The Welding Institute (TWI) in the UK had for years engaged in various R&D and industrial activities on friction welding and surfacing... Wayne Thomas and his colleagues in TWI had long worked on and developed a number of variants of friction welding... In particular, they developed friction extrusion, friction hydropillar processing and third-body friction joining processes... Over the long period of working on and developing these materials processes, the group in TWI observed and studied a number of important phenomena and accumulated an in-depth working knowledge of those processes...
These include the highly plasticized third-body effect and the transportation phenomena of the plasticized material, the adiabatic heating during deformation, and the relationship between the torque and rotation speed when a sufficient amount of the plasticized material is present during processing... With the in-depth understanding and working knowledge of the various friction-based material processes, a welding technique with an effective transportation mechanism for the plasticized material suited for a wide range of geometries of structures to be welded was never far from the minds of Wayne Thomas and his colleagues...
One day in 1991, in a flash of inspiration, Wayne Thomas realized that with the use of a rotational probe of a harder material than the workpieces, the workpiece material could be plasticized and an effective transportation mechanism could be provided for the plasticized material to join the workpieces together... This eventual moment of realization, after a long period of gestation, marked the discovery of FSW as we know it nowadays... Based on this discovery, the engineering restriction is quite low for applying the simple friction stir action provided by the probe for welding to a very large range of structures/parts and a wide range of weld geometry...
Welding without gross melting is highly significant, as welds can then be readily made free of solidification-related porosities and cracking and with low distortion...
Furthermore, there is no need to use protective gases, at least for aluminium alloys, no arc-related emissions and no fumes... Thus FSW is an environmentally friendly process... Furthermore, no filler material is needed during FSW... This gives a further advantage that formation of unwanted phases in the weld microstructure due to the mixing of the filler metal and parent metal, which often differ to a certain extent in alloying, can be avoided... The industrial significance of FSW, due to its distinctive advantages, was immediately realized...

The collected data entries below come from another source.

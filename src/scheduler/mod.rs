/*!
 * Job scheduling for chapter translation.
 *
 * - `models`: Jobs, chunks, priorities and caller-facing reports
 * - `queue`: Priority queue with FIFO tie-breaking
 * - `rate_limiter`: Per-submitter submission gate
 * - `store`: Job table persistence backends
 * - `core`: The scheduler itself
 */

pub mod core;
pub mod models;
pub mod queue;
pub mod rate_limiter;
pub mod store;

pub use self::core::{JobScheduler, JobSchedulerBuilder, ProgressCallback};
pub use self::models::{
    Chapter, Chunk, ChunkStatus, Job, JobOptions, JobStatus, JobStatusReport, Priority, QueueStats, SubmitRequest,
};
pub use self::rate_limiter::{MemoryRateLimitStore, RateLimitState, RateLimitStore, RateLimiter};
pub use self::store::{JobQueueBackend, MemoryJobBackend, SqliteJobBackend};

Wayne Thomas, representing TWI filed the first patent for FSW in 1991... To date it is with aluminium alloys that FSW is most successfully applied. The reason for the predominant use of FSW on aluminium alloys is a combination of process simplicity in principle and the wide use of aluminium alloys in many major industries... It is especially the case where some aluminium alloys are difficult to fusion weld as, for example, is clearly evident in FSW application made by Boeing for making the Delta 2 rocket tanks...
When the variable polarity plasma arc welding process was used, the defect rate was over 90%... FSW allowed them to dramatically reduce their defect rate to nearly zero!!! Maximum temperature during FSW can reach just below the solidus of the workpiece alloy... For most aluminium alloys, it is significantly less than 660∞C... Thus, H13 tool steel or high-speed tool steel, which is quite inexpensive, is a satisfactory tool material... Therefore, FSW of aluminium alloys is relatively straightforward, although FS engineering, particularly for components and structures of high geometry complexity, can be quite challenging...
In principle, FSW could be applied for welding of all solid metallic materials... The practical restriction is primarily the integrity issue of the tool during FSW of high temperature materials... For example, during FSW of steels, the local operating temperature generated by both friction and deformation needs to be at 1100–1200°C so that the workpiece material is sufficiently plasticized for stirring and welding... Such high operating temperatures and the necessary forces acting on the tool during FSW create an
extraordinary demand on the mechanical properties of the tool material... Forces and torque during FSW require the structures/parts to be welded quite rigidly clamped and the tool rigidly positioned... The precision of positioning also needs to be high... Thus, from an engineering point of view, it is reasonable to suggest that the application of FSW is more suited to fabrication environments... As it has turned out, during the last 15 years, FSW has actually enabled many manufacturing processes to become significantly more efficient or enabled new and efficient manufacturing routes to be developed...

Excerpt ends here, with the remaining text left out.